Avete mai amato qualcuno così tanto da far fatica a respirare?

Sì, sto ascoltando la canzone di Eminet feat. Rihanna, “Love the way you lie” e alle parole “You ever love somebody you can barely breath when you’re with them” mi si è fermato il cuore. E’ vero, sembrerà stupido ma.. quelle parole mi sono arrivate dritte all’anima. Insomma, puoi fare la stronza quanto vuoi ma alla fine.. anche tu hai un’anima. Delle emozioni. Dei sentimenti. Puoi soffocare il tutto, chiuderlo a chiave o seppellirlo.. fa’ ciò che preferisci, ma tanto, prima o poi, perforeranno il muro che hai costruito attorno a loro, scaveranno la terra nella quale sono seppellite, riusciranno a prendere aria..e sarà allora che andrai in pezzi. LETTERALMENTE. Mille pezzi. Mille schegge, frammenti di te stessa. E raccoglierli.. sarà durissima.

Le persone gelide, dalla facciata solida e impenetrabile, quelle ciniche, dure e chiuse, quelle “senza sentimenti”.. beh, vi posso dire che per esperienza, quelle persone sono in assoluto le più fragili. E quando la loro maschera va in pezzi, è la fine. Non avranno mai la forza di raccogliere i pezzi, e non avranno nessuno al loro fianco che possa dar loro una mano perchè avranno allontanato ogni persona che, fino a poco prima, voleva loro bene. Bene davvero. Ma cosa ci possiamo fare, certe persone sono destinate a rimanere sole. Sono diffidenti per natura. D’altro canto però, non c’è nessuno che si prende mai la briga di scavare un pochino più in profondità. Esatto. Ok, queste persone ce la mettono tutta per restare da sole, ma voi.. voi che dite di aver fatto tutto il possibile, voi che dite di aver veramente tenuto a quelle persone, voi che dite che vi dispiace di averle perse.. voi, siete degli ipocriti, bugiardi e opportunisti. Se veramente aveste tenuto a quelle persone, a quest’ora sareste al loro fianco. E invece? E invece nulla. Troppo comodo indietreggiare al primo ostacolo. Però.. chi ci perde siete voi, non coloro che abbandonate. Siete voi che non scoprirete mai il meraviglioso mondo che si cela dietro persone all’apparenza fredda e distaccata. Sensibilità, bellezza, sincerità, fedeltà, amore… Vi perderete tutto questo.

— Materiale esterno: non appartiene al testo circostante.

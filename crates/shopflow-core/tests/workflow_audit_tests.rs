//! Integration tests for the workflow engine + audit recorder pair.
//!
//! These exercise the contract a host application relies on: evaluate a
//! transition, apply it only when allowed, record the attempt either way,
//! and read the history back through filters, pagination, and stats.

use std::sync::Arc;

use chrono::{TimeZone, Utc};
use serde_json::json;
use uuid::Uuid;

use shopflow_common::types::Pagination;
use shopflow_core::audit::{
    AuditAction, AuditEvent, AuditFilter, AuditRecorder, AuditStatus, EntityType,
    MemoryAuditStore, NewAuditEvent,
};
use shopflow_core::workflow::{JobOrderStatus, Role, WorkflowEngine};

fn seeded_event(name: &str, y: i32, mo: u32, d: u32, h: u32, mi: u32, s: u32) -> AuditEvent {
    AuditEvent {
        id: Uuid::new_v4(),
        actor_id: Some(Uuid::new_v4()),
        action: AuditAction::Update,
        entity_type: EntityType::JobOrder,
        entity_id: None,
        entity_name: Some(name.to_string()),
        details: None,
        status: AuditStatus::Success,
        error_message: None,
        created_at: Utc.with_ymd_and_hms(y, mo, d, h, mi, s).unwrap(),
    }
}

#[tokio::test]
async fn test_transition_attempt_is_recorded_either_way() {
    let engine = WorkflowEngine::standard();
    let recorder = AuditRecorder::new(Arc::new(MemoryAuditStore::new()));
    let actor = Uuid::new_v4();

    // Allowed: service advisor sends a draft out for estimation.
    let result = engine.evaluate(
        JobOrderStatus::Draft,
        JobOrderStatus::Estimated,
        Role::ServiceAdvisor,
    );
    assert_eq!(result.new_status(), Some(JobOrderStatus::Estimated));

    recorder
        .record(
            NewAuditEvent::builder()
                .actor_id(actor)
                .action(AuditAction::Update)
                .entity_type(EntityType::JobOrder)
                .entity_name("JO-1042")
                .details(json!({"from": "DRAFT", "to": "ESTIMATED"}))
                .build(),
        )
        .await
        .unwrap();

    // Denied: mechanic tries to bill; recorded as FAILED with the reason.
    let result = engine.evaluate(
        JobOrderStatus::QualityCheck,
        JobOrderStatus::Billed,
        Role::Mechanic,
    );
    let reason = result.denial().unwrap();

    recorder
        .record(
            NewAuditEvent::builder()
                .actor_id(actor)
                .action(AuditAction::Update)
                .entity_type(EntityType::JobOrder)
                .entity_name("JO-1042")
                .failed(reason.to_string())
                .build(),
        )
        .await
        .unwrap();

    let stats = recorder.stats().await.unwrap();
    assert_eq!(stats.total_logs, 2);
    assert_eq!(stats.failed_logs, 1);
    assert_eq!(stats.action_counts[&AuditAction::Update], 2);
    assert_eq!(stats.success_rate, 50.0);

    let page = recorder
        .query(
            AuditFilter {
                status: Some(AuditStatus::Failed),
                ..Default::default()
            },
            Pagination::default(),
        )
        .await
        .unwrap();
    assert_eq!(page.total_count, 1);
    assert_eq!(
        page.events[0].error_message.as_deref(),
        Some("role mechanic is not permitted to set status BILLED")
    );
}

#[tokio::test]
async fn test_stats_on_empty_history() {
    let recorder = AuditRecorder::new(Arc::new(MemoryAuditStore::new()));

    let stats = recorder.stats().await.unwrap();

    assert_eq!(stats.total_logs, 0);
    assert_eq!(stats.failed_logs, 0);
    assert!(stats.action_counts.is_empty());
    assert_eq!(stats.success_rate, 100.0);
}

#[tokio::test]
async fn test_end_date_covers_its_whole_calendar_day() {
    let store = MemoryAuditStore::with_events(vec![
        seeded_event("late on the 15th", 2024, 1, 15, 23, 59, 0),
        seeded_event("just past midnight", 2024, 1, 16, 0, 0, 1),
    ]);
    let recorder = AuditRecorder::new(Arc::new(store));

    // Midnight of the 15th as the bound; normalization stretches it to
    // 23:59:59.999 of that day.
    let filter = AuditFilter {
        end_date: Some(Utc.with_ymd_and_hms(2024, 1, 15, 0, 0, 0).unwrap()),
        ..Default::default()
    };
    let page = recorder.query(filter, Pagination::default()).await.unwrap();

    assert_eq!(page.total_count, 1);
    assert_eq!(
        page.events[0].entity_name.as_deref(),
        Some("late on the 15th")
    );
}

#[tokio::test]
async fn test_pagination_slices_and_reports_full_total() {
    let recorder = AuditRecorder::new(Arc::new(MemoryAuditStore::new()));

    for i in 0..25 {
        recorder
            .record(
                NewAuditEvent::builder()
                    .action(AuditAction::Create)
                    .entity_type(EntityType::Customer)
                    .entity_name(format!("customer-{i}"))
                    .build(),
            )
            .await
            .unwrap();
    }

    let filter = AuditFilter {
        entity_type: Some(EntityType::Customer),
        ..Default::default()
    };

    let page = recorder
        .query(filter.clone(), Pagination::new(3, 10))
        .await
        .unwrap();
    assert_eq!(page.events.len(), 5);
    assert_eq!(page.total_count, 25);

    // A page past the end is empty but still reports the full total.
    let page = recorder.query(filter, Pagination::new(4, 10)).await.unwrap();
    assert!(page.events.is_empty());
    assert_eq!(page.total_count, 25);
}

#[tokio::test]
async fn test_failed_login_has_no_actor() {
    // Pre-authentication failure: no user identity exists yet.
    let recorder = AuditRecorder::new(Arc::new(MemoryAuditStore::new()));

    let event = recorder
        .record(
            NewAuditEvent::builder()
                .action(AuditAction::Login)
                .entity_type(EntityType::Authentication)
                .failed("invalid credentials")
                .build(),
        )
        .await
        .unwrap();

    assert!(event.actor_id.is_none());
    assert_eq!(event.status, AuditStatus::Failed);
}

#[tokio::test]
async fn test_combined_filters_are_anded() {
    let recorder = AuditRecorder::new(Arc::new(MemoryAuditStore::new()));

    recorder
        .record(
            NewAuditEvent::builder()
                .action(AuditAction::Delete)
                .entity_type(EntityType::Branch)
                .entity_name("North Branch")
                .build(),
        )
        .await
        .unwrap();
    recorder
        .record(
            NewAuditEvent::builder()
                .action(AuditAction::Delete)
                .entity_type(EntityType::Branch)
                .entity_name("South Branch")
                .failed("branch has assigned mechanics")
                .build(),
        )
        .await
        .unwrap();
    recorder
        .record(
            NewAuditEvent::builder()
                .action(AuditAction::Update)
                .entity_type(EntityType::Branch)
                .entity_name("South Branch")
                .build(),
        )
        .await
        .unwrap();

    let page = recorder
        .query(
            AuditFilter {
                action: Some(AuditAction::Delete),
                entity_type: Some(EntityType::Branch),
                search: Some("south".to_string()),
                ..Default::default()
            },
            Pagination::default(),
        )
        .await
        .unwrap();

    assert_eq!(page.total_count, 1);
    assert_eq!(page.events[0].status, AuditStatus::Failed);
}
//! Cumulative fill tracking for an order.

use rust_decimal::Decimal;
use serde::{Deserialize, Serialize};

use crate::domain::shared::DomainError;

/// Cumulative fill state.
///
/// Maintains `quantity = filled_quantity + remaining` with
/// `0 <= filled_quantity <= quantity`, and the volume-weighted average price
/// of all fills applied so far.
#[derive(Debug, Clone, PartialEq, Eq, Serialize, Deserialize)]
pub struct FillState {
    quantity: Decimal,
    filled_quantity: Decimal,
    average_fill_price: Decimal,
}

impl FillState {
    /// Create an unfilled state for `quantity`.
    #[must_use]
    pub const fn new(quantity: Decimal) -> Self {
        Self {
            quantity,
            filled_quantity: Decimal::ZERO,
            average_fill_price: Decimal::ZERO,
        }
    }

    /// Ordered quantity.
    #[must_use]
    pub const fn quantity(&self) -> Decimal {
        self.quantity
    }

    /// Cumulative filled quantity.
    #[must_use]
    pub const fn filled_quantity(&self) -> Decimal {
        self.filled_quantity
    }

    /// Quantity still open.
    #[must_use]
    pub fn remaining(&self) -> Decimal {
        self.quantity - self.filled_quantity
    }

    /// Volume-weighted average fill price (zero when unfilled).
    #[must_use]
    pub const fn average_fill_price(&self) -> Decimal {
        self.average_fill_price
    }

    /// Apply one fill. The state is unchanged on error.
    ///
    /// # Errors
    ///
    /// Returns error if the fill quantity is not positive, exceeds the
    /// remaining quantity, or the new average price cannot be represented.
    pub fn apply(&mut self, fill_qty: Decimal, fill_price: Decimal) -> Result<(), DomainError> {
        if fill_qty <= Decimal::ZERO {
            return Err(DomainError::InvalidValue {
                field: "fill_qty".to_string(),
                message: format!("must be positive, got {fill_qty}"),
            });
        }
        if fill_qty > self.remaining() {
            return Err(DomainError::InvariantViolation {
                aggregate: "FillState".to_string(),
                invariant: "fill_qty <= remaining".to_string(),
                state: format!("fill_qty={fill_qty}, remaining={}", self.remaining()),
            });
        }

        // new_avg = (old_avg * old_filled + price * qty) / new_filled
        let new_filled = self.filled_quantity + fill_qty;
        let average = self
            .average_fill_price
            .checked_mul(self.filled_quantity)
            .zip(fill_price.checked_mul(fill_qty))
            .and_then(|(old_value, fill_value)| old_value.checked_add(fill_value))
            .and_then(|value| value.checked_div(new_filled))
            .ok_or_else(|| DomainError::overflow("average fill price"))?;

        self.average_fill_price = average;
        self.filled_quantity = new_filled;
        debug_assert!(self.filled_quantity <= self.quantity);
        Ok(())
    }

    /// Returns true if nothing remains.
    #[must_use]
    pub fn is_filled(&self) -> bool {
        self.remaining() <= Decimal::ZERO
    }
}

#[cfg(test)]
mod tests {
    use super::*;
    use proptest::prelude::*;
    use rust_decimal_macros::dec;

    #[test]
    fn fill_state_weighted_average() {
        let mut state = FillState::new(dec!(3));
        state.apply(dec!(1), dec!(100)).unwrap();
        state.apply(dec!(2), dec!(103)).unwrap();

        assert_eq!(state.filled_quantity(), dec!(3));
        assert_eq!(state.average_fill_price(), dec!(102));
        assert!(state.is_filled());
    }

    #[test]
    fn fill_state_partial() {
        let mut state = FillState::new(dec!(10));
        state.apply(dec!(4), dec!(50)).unwrap();

        assert!(!state.is_filled());
        assert_eq!(state.remaining(), dec!(6));
        assert_eq!(state.average_fill_price(), dec!(50));
    }

    #[test]
    fn fill_state_rejects_overfill() {
        let mut state = FillState::new(dec!(1));
        let err = state.apply(dec!(1.5), dec!(10)).unwrap_err();
        assert!(matches!(err, DomainError::InvariantViolation { .. }));
        assert_eq!(state.filled_quantity(), Decimal::ZERO);
    }

    #[test]
    fn fill_state_rejects_zero_fill() {
        let mut state = FillState::new(dec!(1));
        assert!(state.apply(Decimal::ZERO, dec!(10)).is_err());
    }

    #[test]
    fn fill_state_overflow_leaves_state_untouched() {
        let quantity = Decimal::from_i128_with_scale(10_i128.pow(27), 0);
        let mut state = FillState::new(quantity);
        let err = state.apply(quantity, dec!(358.4)).unwrap_err();

        assert!(matches!(err, DomainError::Overflow { .. }));
        assert_eq!(state.filled_quantity(), Decimal::ZERO);
        assert_eq!(state.average_fill_price(), Decimal::ZERO);
    }

    proptest! {
        #[test]
        fn filled_never_exceeds_quantity(
            qty in 1u32..1_000,
            fills in proptest::collection::vec((1u32..500, 1u32..10_000), 0..20),
        ) {
            let mut state = FillState::new(Decimal::from(qty));
            for (fill_qty, price) in fills {
                let _ = state.apply(Decimal::from(fill_qty), Decimal::from(price));
                prop_assert!(state.filled_quantity() >= Decimal::ZERO);
                prop_assert!(state.filled_quantity() <= state.quantity());
            }
        }

        #[test]
        fn average_is_weighted_mean(a in 1u32..100, pa in 1u32..1_000, b in 1u32..100, pb in 1u32..1_000) {
            let (a, pa, b, pb) = (Decimal::from(a), Decimal::from(pa), Decimal::from(b), Decimal::from(pb));
            let mut state = FillState::new(a + b);
            state.apply(a, pa).unwrap();
            state.apply(b, pb).unwrap();
            let expected = (a * pa + b * pb) / (a + b);
            prop_assert_eq!(state.average_fill_price(), expected);
        }
    }
}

E “tutto questo” è vero e sincero. Non è finto perbenismo, ma sentimenti veri. Beh, pensateci un pò su. Se queste parole faranno veramente effetto, sentirò bussare alla mia porta..altrimenti, sarà altro fiato sprecato. Ma tutto sommato, andrebbe bene anche così. Io almeno, ho avuto la decenza e il coraggio di alzare una mano ed esprimermi. Ho partecipato. Voi?

 

Torniamo al nostro titolo. La canzone di eminem si ripete all’infinito questa notte.. è inutile, sono malinconica. Ho mai amato qualcuno così tanto da non riuscire a respirare? L’ho fatto davvero? Sì. No. Forse. Beh, mi sarebbe utile uno strizzacervelli in questo momento, ma ahimè, pecco di “superbia” e tendo sempre a far da me. Tra l’altro, autopsicanalizzarmi mi piace molto. Mi fa sentire potente. Come se fossi in grado di vedere al di là di ogni cosa. Come se potessi vedere il “Grande disegno” e non solo un paio di particolari. Ve l’ho detto, pecco di superbia. ;)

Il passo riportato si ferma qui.